But the only tactic that is painfully over-used this year is mockery of those in the audience from other countries (and Birmingham). Indeed, I'd prefer to hear less about the audience in general. It's always impressive to see a comic spin off jokes from the clothes of someone foolish enough to sit in the front row. Several comedians, such as Al Murray and Ross Noble, have turned this into an art form. But often, as with the charmingly rumpled Andy Robinson (Pleasance), the badinage can make the show seem like one long warm-up routine before the arrival of the star attraction. After an hour of watching Jason Byrne (Pleasance) trying on people's coats, chasing anyone who goes to the toilet and generally proving how stultifyingly predictable some so-called unpredictable comedy can be, you grow to appreciate shows that are conceived, written and polished well before the audience shuffles into the theatre.
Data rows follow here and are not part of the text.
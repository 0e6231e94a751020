//! Health probes.
//!
//! A probe never fails outward: every problem (spawn error, non-zero exit,
//! refused connection, any status other than 200, timeout) becomes an
//! unhealthy [`ProbeOutcome`] with a diagnostic cut to [`MAX_DETAIL_CHARS`].

use std::future::Future;
use std::pin::Pin;
use std::time::Duration;

use tokio::time::Instant;
use tracing::debug;

use healwatch_core::{ProbeDescriptor, ServiceSpec, MAX_DETAIL_CHARS};

use crate::exec::{run_shell, Output};

/// Result of a single health probe.
#[derive(Debug, Clone, PartialEq, Eq)]
pub struct ProbeOutcome {
    pub healthy: bool,
    /// `"OK"` when healthy, otherwise a bounded diagnostic.
    pub detail: String,
    pub latency: Duration,
}

impl ProbeOutcome {
    pub fn healthy(latency: Duration) -> Self {
        Self {
            healthy: true,
            detail: "OK".to_string(),
            latency,
        }
    }

    pub fn unhealthy(detail: &str, latency: Duration) -> Self {
        Self {
            healthy: false,
            detail: truncate_detail(detail),
            latency,
        }
    }
}

/// Boxed future returned by [`Prober::probe`].
pub type ProbeFuture<'a> = Pin<Box<dyn Future<Output = ProbeOutcome> + Send + 'a>>;

/// Runs one health check for one service. Swapped out in tests.
pub trait Prober: Send + Sync {
    fn probe<'a>(&'a self, spec: &'a ServiceSpec) -> ProbeFuture<'a>;
}

/// Production prober: shell commands and HTTP(S) endpoints.
#[derive(Debug, Default, Clone, Copy)]
pub struct ProbeExecutor;

impl Prober for ProbeExecutor {
    fn probe<'a>(&'a self, spec: &'a ServiceSpec) -> ProbeFuture<'a> {
        Box::pin(async move {
            let outcome = match &spec.probe {
                ProbeDescriptor::Command(cmd) => command_probe(cmd, spec.probe_timeout).await,
                ProbeDescriptor::Http(url) => http_probe(url, spec.probe_timeout).await,
            };
            debug!(
                service = %spec.name,
                healthy = outcome.healthy,
                latency_ms = outcome.latency.as_millis() as u64,
                detail = %outcome.detail,
                "probe finished"
            );
            outcome
        })
    }
}

/// Run a shell command; exit 0 is healthy.
pub async fn command_probe(command: &str, timeout: Duration) -> ProbeOutcome {
    let started = Instant::now();
    let result = run_shell(command, timeout, Output::Capture).await;
    let latency = started.elapsed();
    if result.succeeded() {
        ProbeOutcome::healthy(latency)
    } else {
        ProbeOutcome::unhealthy(&result.diagnostic(), latency)
    }
}

/// GET `url`; only `200 OK` is healthy. Redirects are not followed.
pub async fn http_probe(url: &str, timeout: Duration) -> ProbeOutcome {
    let started = Instant::now();
    let result = if url.starts_with("https://") {
        tokio::time::timeout(timeout, https_get_status(url, timeout)).await
    } else {
        tokio::time::timeout(timeout, http_get_status(url)).await
    };
    let latency = started.elapsed();

    match result {
        Ok(Ok(status)) if status == http::StatusCode::OK => ProbeOutcome::healthy(latency),
        Ok(Ok(status)) => {
            debug!(%status, %url, "health probe not OK");
            ProbeOutcome::unhealthy(&format!("HTTP {}", status.as_u16()), latency)
        }
        Ok(Err(detail)) => ProbeOutcome::unhealthy(&detail, latency),
        Err(_) => {
            debug!(%url, "health probe timed out");
            ProbeOutcome::unhealthy("timeout", latency)
        }
    }
}

async fn http_get_status(url: &str) -> Result<http::StatusCode, String> {
    let uri: http::Uri = url.parse().map_err(|e| format!("invalid url: {e}"))?;
    let authority = uri
        .authority()
        .ok_or_else(|| "invalid url: missing host".to_string())?;
    let address = format!("{}:{}", authority.host(), authority.port_u16().unwrap_or(80));
    let path = uri.path_and_query().map(|p| p.as_str()).unwrap_or("/");

    let stream = tokio::net::TcpStream::connect(&address)
        .await
        .map_err(|e| match e.kind() {
            std::io::ErrorKind::ConnectionRefused => "connection refused".to_string(),
            _ => e.to_string(),
        })?;

    let io = hyper_util::rt::TokioIo::new(stream);
    let (mut sender, conn) = hyper::client::conn::http1::handshake(io)
        .await
        .map_err(|e| format!("handshake failed: {e}"))?;

    // Drive the connection in the background.
    tokio::spawn(async move {
        let _ = conn.await;
    });

    let req = http::Request::builder()
        .method("GET")
        .uri(path)
        .header("host", authority.as_str())
        .header("user-agent", "healwatch/0.1")
        .body(http_body_util::Empty::<bytes::Bytes>::new())
        .map_err(|e| format!("invalid request: {e}"))?;

    let resp = sender
        .send_request(req)
        .await
        .map_err(|e| format!("request failed: {e}"))?;
    Ok(resp.status())
}

/// TLS endpoints go through reqwest; hyper here speaks plain HTTP only.
async fn https_get_status(url: &str, timeout: Duration) -> Result<http::StatusCode, String> {
    let client = reqwest::Client::builder()
        .timeout(timeout)
        .redirect(reqwest::redirect::Policy::none())
        .user_agent("healwatch/0.1")
        .build()
        .map_err(|e| format!("failed to build client: {e}"))?;

    let resp = client.get(url).send().await.map_err(|e| {
        if e.is_timeout() {
            "timeout".to_string()
        } else if e.is_builder() {
            format!("invalid url: {e}")
        } else if e.is_connect() {
            format!("connection failed: {e}")
        } else {
            format!("request failed: {e}")
        }
    })?;
    http::StatusCode::from_u16(resp.status().as_u16()).map_err(|e| format!("invalid status: {e}"))
}

/// Cut a diagnostic to at most [`MAX_DETAIL_CHARS`] characters.
pub fn truncate_detail(detail: &str) -> String {
    detail.chars().take(MAX_DETAIL_CHARS).collect()
}
//! redb table definitions for the healwatch state store.
//!
//! Both tables use monotonically increasing `u64` keys allocated inside the
//! inserting write transaction, and `&[u8]` values holding JSON.

use redb::TableDefinition;

/// Incident records keyed by incident id.
pub const INCIDENTS: TableDefinition<u64, &[u8]> = TableDefinition::new("incidents");

/// Probe history keyed by check sequence number.
pub const CHECKS: TableDefinition<u64, &[u8]> = TableDefinition::new("checks");
//! healwatch-notify — alert model and delivery channels.
//!
//! An [`Alert`] is produced by the orchestrator and handed straight to a
//! [`Notifier`]. Delivery is best-effort: a failed send is reported back as
//! a [`NotifyError`] for the caller to log, and never retried here.
//!
//! Presentation (severity, colour, emoji) is a pure function of the
//! [`AlertKind`], see [`presentation`].

pub mod alert;
pub mod notifier;
pub mod webhook;

pub use alert::{presentation, Alert, AlertKind, Presentation, Severity};
pub use notifier::{LogNotifier, Notifier, NotifyError, NotifyFuture};
pub use webhook::WebhookNotifier;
Terry Alderton (Assembly), for instance, constructs a rounded revue from cleverly deployed impersonations (he did one of four Chewbacca impressions I've seen this month), agile physical comedy (Londoners, he insists, can't talk without robotic body-popping) and carefully timed lighting changes and music. He is a mainstream, working-men's-club entertainer - and this accounts for the best and worst attributes of his act. On the plus side, he is one of the hardest-working comics on the Fringe. The downside to his being so ripe for Des O'Connor is that he has no qualms about using old jokes and older stereotypes. It's not yet clear whether Alderton is just Jim Davidson with talent. What is clear is that from now on his rise will be swift and unstoppable.

As an antidote to some of Alderton's cornier material, see Omid Djalili (Pleasance) - currently most famous for being eaten alive by beetles in The Mummy. His show, a "Middle Eastern ceilidh", is an educational insight into Persian culture. It's also tremendous fun - if not always tremendously funny. Djalili doesn't come across as a comedian as such, but as an actor and impressionist who reminisces amusingly about his boyhood as an Iranian Londoner and his adulthood as "king of the ethnic bit-parts".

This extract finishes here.